The New York Times called the illegal alien a victim after he destroyed an American’s life

Nov 27, 2025

The New York Times just blew the lid off one of the ugliest realities about illegal immigration.

A Guatemalan illegal alien stole an American citizen's identity and used it for 15 years.

And the New York Times called the illegal alien a victim after he destroyed an American's life.

Times profiles identity thief and his victim as equals

The New York Times ran a lengthy profile about Dan Kluver, a 42-year-old factory worker from Olivia, Minnesota who spent four decades living a quiet life.¹

Kluver coached baseball, taught Sunday school, and never missed a payment on anything.

Then his world collapsed when an illegal alien from Guatemala stole his identity and spent 15 years using his name and Social Security number.

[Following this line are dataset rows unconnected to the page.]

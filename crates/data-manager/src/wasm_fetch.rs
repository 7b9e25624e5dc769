use async_trait::async_trait;
use shift_board_shared::{ShiftBoardError, ShiftBoardResult};
use wasm_bindgen::prelude::*;
use wasm_bindgen_futures::JsFuture;
use web_sys::{Request, RequestCache, RequestInit, Response};

use crate::transport::{CacheMode, HttpGet, HttpResponse, HttpTransport};

/// HTTP transport using the browser's fetch API
#[derive(Debug, Default, Clone, Copy)]
pub struct FetchTransport;

impl FetchTransport {
    pub fn new() -> Self {
        Self
    }

    async fn fetch_text(&self, request: &HttpGet) -> Result<HttpResponse, JsValue> {
        let opts = RequestInit::new();
        opts.set_method("GET");
        if request.cache == CacheMode::NoStore {
            opts.set_cache(RequestCache::NoStore);
        }

        let js_request = Request::new_with_str_and_init(request.url.as_str(), &opts)?;

        let window =
            web_sys::window().ok_or_else(|| JsValue::from_str("No window object available"))?;

        let resp_value = JsFuture::from(window.fetch_with_request(&js_request)).await?;
        let resp: Response = resp_value.dyn_into()?;

        let text = JsFuture::from(resp.text()?).await?;
        let body = text.as_string().unwrap_or_default();

        Ok(HttpResponse::new(resp.status(), body))
    }
}

#[async_trait(?Send)]
impl HttpTransport for FetchTransport {
    async fn get(&self, request: HttpGet) -> ShiftBoardResult<HttpResponse> {
        self.fetch_text(&request)
            .await
            .map_err(|e| ShiftBoardError::Network {
                message: format!("{} (URL: {})", ShiftBoardError::from(e), request.url),
                status: None,
            })
    }
}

Romeo Pérez-Bravo got deported from the United States three times — in 2005, 2008, and 2009 — for crimes including DUIs and terroristic threats.²

Each time he snuck back across the border and bought a new stolen identity on the black market.

For over a decade, he worked factory jobs in Missouri under Kluver's name while the real Kluver faced tax bills for income he never earned.

The IRS pushed Kluver into higher tax brackets because Pérez-Bravo was making more money than Kluver's actual salary at a sugar beet factory.³

Kluver's wife emptied her savings to pay a $6,000 IRS bill in 2012 before their wedding.

The next year brought a $22,000 tax bill.⁴

Illegal alien's crime spree destroyed American family's finances

Kluver filed identity theft reports with federal authorities multiple times.

His complaints landed in a pile with tens of thousands of similar cases and nothing happened.

The identity theft followed Kluver everywhere — collection notices for debts he never incurred, licenses suspended in states he'd never visited, and years of fighting government bureaucracies that wouldn't help.

The damage kept mounting year after year with no relief in sight.

Then in 2022, Pérez-Bravo killed a 68-year-old grandfather in a car accident while driving under Kluver's name.⁵

The victim's family filed a wrongful death lawsuit — against Dan Kluver.

Think about that.

Kluver's facing legal liability for a death he had nothing to do with because some illegal alien stole his identity and the government did nothing to stop it for 15 years.

Federal authorities finally arrested Pérez-Bravo in March 2025.⁶

He was charged with aggravated identity theft and illegal re-entry after getting deported three times.

Times turns criminal into sympathetic victim

Here's where the New York Times really shows its hand.

The paper dedicated half the article to painting Pérez-Bravo as some kind of hardworking family man just trying to get by.

The paper described how he worked graveyard shifts, packed school lunches for his five children, and attended church regularly.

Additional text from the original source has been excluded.